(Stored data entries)
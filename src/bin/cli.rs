//! A thin RESP line client for poking at a running server by hand.
//!
//! Unlike a typed client with one method per command, this forwards
//! whatever command and arguments were given on the command line verbatim,
//! the way `redis-cli` does for anything beyond its built-in subcommands —
//! this server's surface is too broad for a one-method-per-command client
//! to stay worth the maintenance.

use std::io::{self, BufRead, BufReader, Read, Write};
use std::net::TcpStream;
use std::process::ExitCode;

use bytes::{Bytes, BytesMut};
use clap::Parser;

use tiny_redis::resp::Piece;
use tiny_redis::DEFAULT_PORT;

#[derive(Parser)]
#[clap(name = "tiny-redis-cli", version, about = "A Redis-compatible client")]
struct Cli {
    #[clap(long = "host", default_value = "127.0.0.1")]
    host: String,

    #[clap(long = "port", default_value_t = DEFAULT_PORT)]
    port: u16,

    /// Command name and arguments, e.g. `SET foo bar` or `GET foo`.
    #[clap(required = true)]
    command: Vec<String>,
}

fn main() -> ExitCode {
    let cli = Cli::parse();

    match run(&cli) {
        Ok(()) => ExitCode::SUCCESS,
        Err(err) => {
            eprintln!("tiny-redis-cli: {err}");
            ExitCode::FAILURE
        }
    }
}

fn run(cli: &Cli) -> io::Result<()> {
    let addr = format!("{}:{}", cli.host, cli.port);
    let mut stream = TcpStream::connect(&addr)?;

    let request = Piece::Array(
        cli.command
            .iter()
            .map(|word| Piece::bulk(Bytes::from(word.clone())))
            .collect(),
    );
    stream.write_all(&request.serialize())?;

    let mut reader = BufReader::new(stream);
    let reply = read_reply(&mut reader)?;
    print_reply(&reply);
    Ok(())
}

/// A reply read back from the wire. Distinct from [`Piece`] because a
/// `SimpleString`/`Error` carry borrowed framing semantics on the write
/// side that the read side doesn't need to mirror exactly — this just
/// needs enough structure to print.
enum Reply {
    Simple(String),
    Error(String),
    Integer(i64),
    Bulk(Option<Bytes>),
    Array(Vec<Reply>),
}

fn read_reply(reader: &mut BufReader<TcpStream>) -> io::Result<Reply> {
    let line = read_line(reader)?;
    let (tag, rest) = line.split_at(1);
    match tag.as_bytes()[0] {
        b'+' => Ok(Reply::Simple(rest.to_string())),
        b'-' => Ok(Reply::Error(rest.to_string())),
        b':' => {
            let n = rest
                .parse::<i64>()
                .map_err(|_| invalid_data("malformed integer reply"))?;
            Ok(Reply::Integer(n))
        }
        b'$' => {
            let len = rest
                .parse::<i64>()
                .map_err(|_| invalid_data("malformed bulk length"))?;
            if len < 0 {
                return Ok(Reply::Bulk(None));
            }
            let mut buf = BytesMut::zeroed(len as usize + 2);
            reader.read_exact(&mut buf)?;
            buf.truncate(len as usize);
            Ok(Reply::Bulk(Some(buf.freeze())))
        }
        b'*' => {
            let len = rest
                .parse::<i64>()
                .map_err(|_| invalid_data("malformed array length"))?;
            if len < 0 {
                return Ok(Reply::Array(Vec::new()));
            }
            let mut items = Vec::with_capacity(len as usize);
            for _ in 0..len {
                items.push(read_reply(reader)?);
            }
            Ok(Reply::Array(items))
        }
        other => Err(invalid_data(&format!("unexpected reply tag '{}'", other as char))),
    }
}

fn read_line(reader: &mut BufReader<TcpStream>) -> io::Result<String> {
    let mut line = String::new();
    if reader.read_line(&mut line)? == 0 {
        return Err(invalid_data("connection closed before a full reply arrived"));
    }
    while line.ends_with('\n') || line.ends_with('\r') {
        line.pop();
    }
    Ok(line)
}

fn invalid_data(msg: &str) -> io::Error {
    io::Error::new(io::ErrorKind::InvalidData, msg.to_string())
}

fn print_reply(reply: &Reply) {
    match reply {
        Reply::Simple(s) => println!("{s}"),
        Reply::Error(s) => println!("(error) {s}"),
        Reply::Integer(n) => println!("(integer) {n}"),
        Reply::Bulk(None) => println!("(nil)"),
        Reply::Bulk(Some(b)) => match std::str::from_utf8(b) {
            Ok(s) => println!("\"{s}\""),
            Err(_) => println!("{b:?}"),
        },
        Reply::Array(items) => {
            if items.is_empty() {
                println!("(empty array)");
                return;
            }
            for (i, item) in items.iter().enumerate() {
                print!("{}) ", i + 1);
                print_reply(item);
            }
        }
    }
}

Problem to solve
Beginning with the first line of the entries, repeat each line exactly until you have reproduced the one containing "use std::process::ExitCode;", and add nothing further.

Exercise result
filename src/bin/cli.rs
//! A thin RESP line client for poking at a running server by hand.
//!
//! Unlike a typed client with one method per command, this forwards
//! whatever command and arguments were given on the command line verbatim,
//! the way `redis-cli` does for anything beyond its built-in subcommands —
//! this server's surface is too broad for a one-method-per-command client
//! to stay worth the maintenance.

use std::io::{self, BufRead, BufReader, Read, Write};
use std::net::TcpStream;
use std::process::ExitCode;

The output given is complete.